За этим последовали другие публичные высказывания в той же тональности в течение всего 1922-го, вплоть до марта 1923 г. Но именно на XI съезде ослабший из-за болезни Ленин выдвинул новую серию идей, которая готовила почву для серьезной проверки прежних концепций и практик, сделав ряд общих рекомендаций: «... Надо уметь начинать сначала несколько раз: начали, уперлись в тупик - начинай снова, - и так десять раз переделывай, но добейся своего, не важничай, не чванься, что ты коммунист, а там какой-то приказчик беспартийный, а может быть белогвардеец, и наверное белогвардеец, умеет делать дело, которое экономически надо сделать во что бы то ни стало, а ты не умеешь». Следует учиться у них, у любого «старого приказчика», у любого капиталиста или даже белогвардейца, если они компетентны: «... Надо учиться сначала. Если мы это сознаем, тогда мы экзамен выдержим, а экзамен серьезный, который устроит приближающийся финансовый кризис, экзамен, который устроит русский и международный финансовый рынок, которому мы подчинены, с которым связаны, от которого не оторваться. Экзамен этот серьезный, ибо тут нас могут побить экономически и политически»[3-13]. ,

Кроме прочего, эти заявления были важны Ленину для демонстрации крестьянству, что новые хозяева страны хотят учиться; что они знают, как управлять страной и делают так, чтобы крестьянству было лучше: «Необходимо дело поставить так, чтобы обычный ход капиталистического хозяйства и капиталистического оборота был возможен, ибо это нужно народу, без этого жить нельзя»[3-14]. За этим следовало суровое предупреждение о грядущем экзамене, который никак нельзя миновать, - соревновании с частным капиталом: «Либо мы этот экзамен соревнования с частным капиталом выдержим, либо это будет полный провал»[3-15].

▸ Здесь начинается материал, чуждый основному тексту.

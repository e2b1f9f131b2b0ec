//! 일일 손실 한도 및 리스크 상태 추적.
//!
//! 제공 기능:
//! - 일일 기준 자본과 일일 손익 추적
//! - 날짜 변경 시 자동 일일 초기화 (UTC 기준)
//! - 일일 손실 게이트 (Open / Halted)
//! - 심볼별 투입 금액 추적
//!
//! 일일 기준 자본은 처음 관측될 때 설정되며, 같은 날 안에서는 다시 바뀌지 않습니다.

use chrono::NaiveDate;
use rust_decimal::Decimal;
use serde::{Deserialize, Serialize};
use std::collections::HashMap;
use trader_core::{ratio_pct, Position};

use crate::config::RiskConfig;
use crate::validation::RejectReason;

/// 일일 손실 게이트 판정.
#[derive(Debug, Clone, Copy, PartialEq, Serialize, Deserialize)]
#[serde(tag = "state", rename_all = "snake_case")]
pub enum GateDecision {
    /// 거래 허용
    Open,
    /// 일일 손실 한도 도달로 거래 중지
    Halted {
        /// 현재 일일 손실률 (%)
        loss_pct: f64,
        /// 허용 최대 손실률 (%)
        max_pct: f64,
    },
}

impl GateDecision {
    /// 거래 허용 여부.
    pub fn is_open(&self) -> bool {
        matches!(self, GateDecision::Open)
    }

    /// 거부 사유. 게이트가 열려 있으면 `None`.
    pub fn reject_reason(&self) -> Option<RejectReason> {
        match *self {
            GateDecision::Open => None,
            GateDecision::Halted { loss_pct, max_pct } => {
                Some(RejectReason::DailyLossLimit { loss_pct, max_pct })
            }
        }
    }

    /// 사람이 읽을 수 있는 사유.
    pub fn reason(&self) -> String {
        match self.reject_reason() {
            None => "Trading allowed".to_string(),
            Some(reason) => reason.to_string(),
        }
    }
}

/// 리스크 상태.
///
/// 프로세스 시작 시 한 번 생성되어 프로세스 수명 동안 유지됩니다.
/// 모든 변경은 `RiskManager`를 통해 하나의 락 아래에서 이루어집니다.
#[derive(Debug, Clone, Serialize)]
pub struct RiskState {
    /// 초기 자본
    initial_capital: Decimal,
    /// 일일 최대 손실률 (%)
    max_daily_loss_pct: f64,
    /// 일일 기준 자본 (처음 관측되기 전까지 없음)
    daily_start_capital: Option<Decimal>,
    /// 일일 손익
    daily_pnl: Decimal,
    /// 마지막 초기화 날짜
    last_reset_date: NaiveDate,
    /// 심볼별 투입 금액 (항상 0 이상)
    open_positions: HashMap<String, Decimal>,
}

impl RiskState {
    /// 새 리스크 상태 생성.
    pub fn new(config: &RiskConfig, today: NaiveDate) -> Self {
        Self {
            initial_capital: config.initial_capital,
            max_daily_loss_pct: config.max_daily_loss_pct,
            daily_start_capital: None,
            daily_pnl: Decimal::ZERO,
            last_reset_date: today,
            open_positions: HashMap::new(),
        }
    }

    /// 날짜가 바뀌었으면 일일 추적을 초기화합니다.
    ///
    /// 같은 날 안에서는 여러 번 호출해도 아무 일도 하지 않습니다.
    /// 초기화가 일어나면 `true`를 반환합니다.
    pub fn reset_if_new_day(&mut self, today: NaiveDate) -> bool {
        if today <= self.last_reset_date {
            return false;
        }

        let start = self.current_capital();
        self.daily_start_capital = Some(start);
        self.daily_pnl = Decimal::ZERO;
        self.last_reset_date = today;

        tracing::info!(
            date = %today,
            starting_capital = %start,
            "일일 한도 초기화"
        );
        true
    }

    /// 기준 자본이 없으면 주어진 값으로 설정합니다.
    pub fn ensure_baseline(&mut self, capital: Decimal) {
        if self.daily_start_capital.is_none() {
            tracing::debug!(starting_capital = %capital, "일일 기준 자본 설정");
            self.daily_start_capital = Some(capital);
        }
    }

    /// 현재 자본 (기준 자본 + 일일 손익, 기준이 없으면 초기 자본).
    pub fn current_capital(&self) -> Decimal {
        match self.daily_start_capital {
            Some(start) => start + self.daily_pnl,
            None => self.initial_capital,
        }
    }

    /// 기준 자본 대비 일일 손실률 (%). 기준이 없거나 0 이하면 0.
    pub fn daily_loss_pct(&self) -> f64 {
        match self.daily_start_capital {
            Some(start) => ratio_pct(start - self.current_capital(), start),
            None => 0.0,
        }
    }

    /// 일일 손실 게이트.
    ///
    /// 날짜 변경을 먼저 반영하고, 기준 자본이 없으면 현재 자본으로 설정한 뒤 판정합니다.
    pub fn gate(&mut self, today: NaiveDate) -> GateDecision {
        self.reset_if_new_day(today);
        self.ensure_baseline(self.current_capital());

        let loss_pct = self.daily_loss_pct();
        if loss_pct >= self.max_daily_loss_pct {
            GateDecision::Halted {
                loss_pct,
                max_pct: self.max_daily_loss_pct,
            }
        } else {
            GateDecision::Open
        }
    }

    /// 진입 기록 (같은 심볼은 덮어씀).
    pub fn record_open(&mut self, symbol: &str, position_value: Decimal) {
        self.open_positions
            .insert(symbol.to_string(), position_value.max(Decimal::ZERO));
    }

    /// 청산 기록: 심볼을 제거하고 손익을 일일 손익에 더합니다.
    pub fn record_close(&mut self, symbol: &str, pnl: Decimal) {
        self.open_positions.remove(symbol);
        self.daily_pnl += pnl;

        tracing::info!(
            symbol = symbol,
            pnl = %pnl,
            daily_pnl = %self.daily_pnl,
            "포지션 청산 기록"
        );
    }

    /// 외부 실측 값으로 상태를 맞춥니다.
    ///
    /// 자산(equity)이 주어지면 기준 자본을 설정하고 일일 손익을 `equity - 기준`으로 덮어씁니다.
    /// 포지션이 주어지면 투입 금액 맵을 시장 가치로 교체합니다.
    pub fn reconcile(
        &mut self,
        live_positions: Option<&[Position]>,
        equity: Option<Decimal>,
        today: NaiveDate,
    ) {
        if let Some(equity) = equity {
            self.ensure_baseline(equity);
            self.reset_if_new_day(today);
            if let Some(start) = self.daily_start_capital {
                self.daily_pnl = equity - start;
            }
        }

        if let Some(positions) = live_positions {
            self.open_positions = positions
                .iter()
                .map(|p| (p.symbol.clone(), p.market_value.max(Decimal::ZERO)))
                .collect();
        }
    }

    /// 총 투입 금액.
    pub fn total_exposure(&self) -> Decimal {
        self.open_positions.values().copied().sum()
    }

    /// 현재 자본 대비 노출 비율 (%). 포지션이 없으면 0.
    pub fn exposure_pct(&self) -> f64 {
        if self.open_positions.is_empty() {
            return 0.0;
        }
        ratio_pct(self.total_exposure(), self.current_capital())
    }

    /// 일일 기준 자본.
    pub fn daily_start_capital(&self) -> Option<Decimal> {
        self.daily_start_capital
    }

    /// 일일 손익.
    pub fn daily_pnl(&self) -> Decimal {
        self.daily_pnl
    }

    /// 마지막 초기화 날짜.
    pub fn last_reset_date(&self) -> NaiveDate {
        self.last_reset_date
    }

    /// 일일 최대 손실률 (%).
    pub fn max_daily_loss_pct(&self) -> f64 {
        self.max_daily_loss_pct
    }

    /// 심볼별 투입 금액.
    pub fn open_positions(&self) -> &HashMap<String, Decimal> {
        &self.open_positions
    }
}

#[cfg(test)]
mod tests {
    use super::*;
    use rust_decimal_macros::dec;

    fn day(d: u32) -> NaiveDate {
        NaiveDate::from_ymd_opt(2026, 3, d).unwrap()
    }

    fn state() -> RiskState {
        RiskState::new(&RiskConfig::default(), day(1))
    }

    #[test]
    fn test_capital_without_baseline() {
        let state = state();
        assert_eq!(state.current_capital(), dec!(10000));
        assert!(state.daily_start_capital().is_none());
        assert_eq!(state.daily_loss_pct(), 0.0);
    }

    #[test]
    fn test_gate_establishes_baseline() {
        let mut state = state();
        assert!(state.gate(day(1)).is_open());
        assert_eq!(state.daily_start_capital(), Some(dec!(10000)));
    }

    #[test]
    fn test_gate_halts_at_limit() {
        let mut state = state();
        state.gate(day(1));
        state.record_close("AAPL", dec!(-250));

        let decision = state.gate(day(1));
        assert!(!decision.is_open());
        assert_eq!(decision.reason(), "Daily loss limit reached: 2.50% (max: 2.0%)");
    }

    #[test]
    fn test_gate_boundary_is_inclusive() {
        let mut state = state();
        state.gate(day(1));
        state.record_close("AAPL", dec!(-200));
        // 정확히 2.0% 손실이면 중지
        assert!(!state.gate(day(1)).is_open());
    }

    #[test]
    fn test_gate_open_below_limit() {
        let mut state = state();
        state.gate(day(1));
        state.record_close("AAPL", dec!(-199));
        let decision = state.gate(day(1));
        assert!(decision.is_open());
        assert_eq!(decision.reason(), "Trading allowed");
    }

    #[test]
    fn test_reset_is_idempotent_within_day() {
        let mut state = state();
        state.gate(day(1));
        state.record_close("AAPL", dec!(-300));

        assert!(!state.reset_if_new_day(day(1)));
        assert_eq!(state.daily_start_capital(), Some(dec!(10000)));
        assert_eq!(state.daily_pnl(), dec!(-300));
    }

    #[test]
    fn test_reset_on_new_day() {
        let mut state = state();
        state.gate(day(1));
        state.record_close("AAPL", dec!(-300));
        assert!(!state.gate(day(1)).is_open());

        // 다음 날: 기준 자본은 전날 종료 자본
        assert!(state.gate(day(2)).is_open());
        assert_eq!(state.daily_start_capital(), Some(dec!(9700)));
        assert_eq!(state.daily_pnl(), Decimal::ZERO);
        assert_eq!(state.last_reset_date(), day(2));

        // 같은 날 재호출은 기준 자본을 바꾸지 않음
        state.record_close("AAPL", dec!(50));
        state.gate(day(2));
        assert_eq!(state.daily_start_capital(), Some(dec!(9700)));
    }

    #[test]
    fn test_open_and_close_tracking() {
        let mut state = state();
        state.record_open("AAPL", dec!(500));
        state.record_open("BTC/USD", dec!(250));
        state.record_open("AAPL", dec!(400));
        state.record_open("TSLA", dec!(-10));

        assert_eq!(state.open_positions().len(), 3);
        assert_eq!(state.open_positions()["AAPL"], dec!(400));
        assert_eq!(state.open_positions()["TSLA"], Decimal::ZERO);

        state.record_close("AAPL", dec!(25));
        assert!(!state.open_positions().contains_key("AAPL"));
        assert_eq!(state.daily_pnl(), dec!(25));
    }

    #[test]
    fn test_exposure_pct() {
        let mut state = state();
        assert_eq!(state.exposure_pct(), 0.0);

        state.record_open("AAPL", dec!(500));
        state.record_open("MSFT", dec!(1500));
        assert_eq!(state.exposure_pct(), 20.0);
    }

    #[test]
    fn test_reconcile_with_equity() {
        let mut state = state();
        state.reconcile(None, Some(dec!(12000)), day(1));

        assert_eq!(state.daily_start_capital(), Some(dec!(12000)));
        assert_eq!(state.daily_pnl(), Decimal::ZERO);

        state.reconcile(None, Some(dec!(11700)), day(1));
        assert_eq!(state.daily_start_capital(), Some(dec!(12000)));
        assert_eq!(state.daily_pnl(), dec!(-300));
        assert_eq!(state.current_capital(), dec!(11700));
    }

    #[test]
    fn test_reconcile_with_positions() {
        let mut state = state();
        state.record_open("OLD", dec!(999));

        let live = vec![
            Position::long("AAPL", dec!(5), dec!(100), dec!(110)),
            Position::long("BTC/USD", dec!(0.01), dec!(50000), dec!(49000)),
        ];
        state.reconcile(Some(&live), None, day(1));

        assert_eq!(state.open_positions().len(), 2);
        assert_eq!(state.open_positions()["AAPL"], dec!(550));
        assert_eq!(state.open_positions()["BTC/USD"], dec!(490));
        assert!(!state.open_positions().contains_key("OLD"));
    }
}
//! tracing을 사용한 로깅 인프라.
//!
//! 에이전트 바이너리와 테스트 하네스가 공통으로 사용하는 구조화된 로깅을 제공합니다:
//! - **pretty**: 개발용 사람이 읽기 쉬운 형식
//! - **json**: 운영환경/로그 집계용 JSON 형식
//! - **compact**: 로그 크기를 줄이기 위한 간결한 형식

use tracing_subscriber::{
    fmt::{self, format::FmtSpan},
    layer::SubscriberExt,
    util::SubscriberInitExt,
    EnvFilter,
};

use crate::config::LoggingConfig;

/// 로그 출력 형식.
#[derive(Debug, Clone, Copy, PartialEq, Eq, Default)]
pub enum LogFormat {
    /// 색상이 포함된 사람이 읽기 쉬운 형식 (개발용)
    #[default]
    Pretty,
    /// 로그 집계용 JSON 형식 (운영용)
    Json,
    /// 간결한 한 줄 형식
    Compact,
}

impl std::str::FromStr for LogFormat {
    type Err = String;

    fn from_str(s: &str) -> Result<Self, Self::Err> {
        match s.to_lowercase().as_str() {
            "pretty" => Ok(Self::Pretty),
            "json" => Ok(Self::Json),
            "compact" => Ok(Self::Compact),
            _ => Err(format!("Unknown log format: {}", s)),
        }
    }
}

/// 로깅 설정.
#[derive(Debug, Clone)]
pub struct LogConfig {
    /// 로그 레벨 필터 (예: "info", "debug", "trader_agent=debug")
    pub level: String,
    /// 출력 형식
    pub format: LogFormat,
    /// span 이벤트 포함 여부 (진입/종료)
    pub with_span_events: bool,
    /// 파일명과 줄 번호 포함 여부
    pub with_file: bool,
    /// 대상(모듈 경로) 포함 여부
    pub with_target: bool,
}

impl Default for LogConfig {
    fn default() -> Self {
        Self {
            level: "info".to_string(),
            format: LogFormat::Pretty,
            with_span_events: false,
            with_file: false,
            with_target: true,
        }
    }
}

impl LogConfig {
    /// 새 로그 설정을 생성합니다.
    pub fn new(level: impl Into<String>) -> Self {
        Self {
            level: level.into(),
            ..Default::default()
        }
    }

    /// 로그 형식을 설정합니다.
    pub fn with_format(mut self, format: LogFormat) -> Self {
        self.format = format;
        self
    }

    /// span 이벤트를 활성화합니다.
    pub fn with_span_events(mut self, enabled: bool) -> Self {
        self.with_span_events = enabled;
        self
    }

    /// 설정 파일의 로깅 섹션에서 생성합니다.
    ///
    /// 알 수 없는 형식 문자열은 pretty로 대체됩니다.
    pub fn from_section(section: &LoggingConfig) -> Self {
        Self {
            level: section.level.clone(),
            format: section.format.parse().unwrap_or_default(),
            ..Default::default()
        }
    }
}

/// 주어진 설정으로 로깅 시스템을 초기화합니다.
///
/// `RUST_LOG`가 설정되어 있으면 설정 파일의 레벨보다 우선합니다.
///
/// # 예제
///
/// ```no_run
/// use trader_core::logging::{init_logging, LogConfig, LogFormat};
///
/// let config = LogConfig::new("debug").with_format(LogFormat::Json);
/// init_logging(config).unwrap();
/// ```
pub fn init_logging(config: LogConfig) -> Result<(), Box<dyn std::error::Error>> {
    let env_filter =
        EnvFilter::try_from_default_env().or_else(|_| EnvFilter::try_new(&config.level))?;

    let span_events = if config.with_span_events {
        FmtSpan::NEW | FmtSpan::CLOSE
    } else {
        FmtSpan::NONE
    };

    let base = fmt::layer()
        .with_file(config.with_file)
        .with_line_number(config.with_file)
        .with_target(config.with_target)
        .with_span_events(span_events);

    let registry = tracing_subscriber::registry().with(env_filter);
    match config.format {
        LogFormat::Pretty => registry.with(base.pretty()).try_init()?,
        LogFormat::Json => registry.with(base.json()).try_init()?,
        LogFormat::Compact => registry.with(base.compact()).try_init()?,
    }

    tracing::info!(
        format = ?config.format,
        level = %config.level,
        "Logging initialized"
    );

    Ok(())
}

/// 공통 트레이딩 컨텍스트 필드가 포함된 span을 생성하는 매크로.
#[macro_export]
macro_rules! trading_span {
    ($name:expr, $symbol:expr) => {
        tracing::info_span!($name, symbol = %$symbol)
    };
    ($name:expr, $symbol:expr, $side:expr) => {
        tracing::info_span!($name, symbol = %$symbol, side = %$side)
    };
}

#[cfg(test)]
mod tests {
    use super::*;

    #[test]
    fn test_log_format_from_str() {
        assert_eq!("pretty".parse::<LogFormat>().unwrap(), LogFormat::Pretty);
        assert_eq!("json".parse::<LogFormat>().unwrap(), LogFormat::Json);
        assert_eq!("compact".parse::<LogFormat>().unwrap(), LogFormat::Compact);
        assert_eq!("PRETTY".parse::<LogFormat>().unwrap(), LogFormat::Pretty);
        assert!("invalid".parse::<LogFormat>().is_err());
    }

    #[test]
    fn test_log_config_from_section() {
        let section = LoggingConfig {
            level: "debug".to_string(),
            format: "json".to_string(),
        };
        let config = LogConfig::from_section(&section).with_span_events(true);

        assert_eq!(config.level, "debug");
        assert_eq!(config.format, LogFormat::Json);
        assert!(config.with_span_events);

        let unknown = LoggingConfig {
            level: "info".to_string(),
            format: "fancy".to_string(),
        };
        assert_eq!(LogConfig::from_section(&unknown).format, LogFormat::Pretty);
    }

    #[test]
    fn test_trading_span_fields() {
        tracing::subscriber::with_default(tracing_subscriber::registry(), || {
            let span = crate::trading_span!("submit_order", "AAPL", "buy");
            let meta = span.metadata().expect("span metadata");
            assert_eq!(meta.name(), "submit_order");
            assert!(meta.fields().field("symbol").is_some());
            assert!(meta.fields().field("side").is_some());

            let span = crate::trading_span!("asset", "BTC/USD");
            let meta = span.metadata().expect("span metadata");
            assert!(meta.fields().field("symbol").is_some());
            assert!(meta.fields().field("side").is_none());
        });
    }
}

Не случайно затем Ленин обращается к идее «государственного капитализма», с которой попробовал «поиграть» в 1918 г. и которая уже тогда показалась ему наилучшим решением, пока для него существовали определенные временные рамки. Эта концепция повышала градус реализма и удерживала социалистическую перспективу, даже если та откладывалась на далекое будущее. В своей речи на IV съезде Коминтерна 13 ноября 1922 г. он напомнил аудитории, что уже озвучивал эту идею в 1918-м (она была вдохновлена немецкой военной экономикой Вальтера Ратенау, но сейчас ее надлежало прочно связать с задачами российского социалистического государства).

Ленин все еще видел российскую социально-экономическую систему состоящей из пяти укладов - от частного крестьянского хозяйства до государственных компаний (дубль «социалистических»). Тот вопрос, который он поднял теперь, заключался в том, что «государственный капитализм», который шел вторым по шкале прогрессивных социально-экономических образований, не должен был превзойти социализм в ближайшем настоящем и будущем.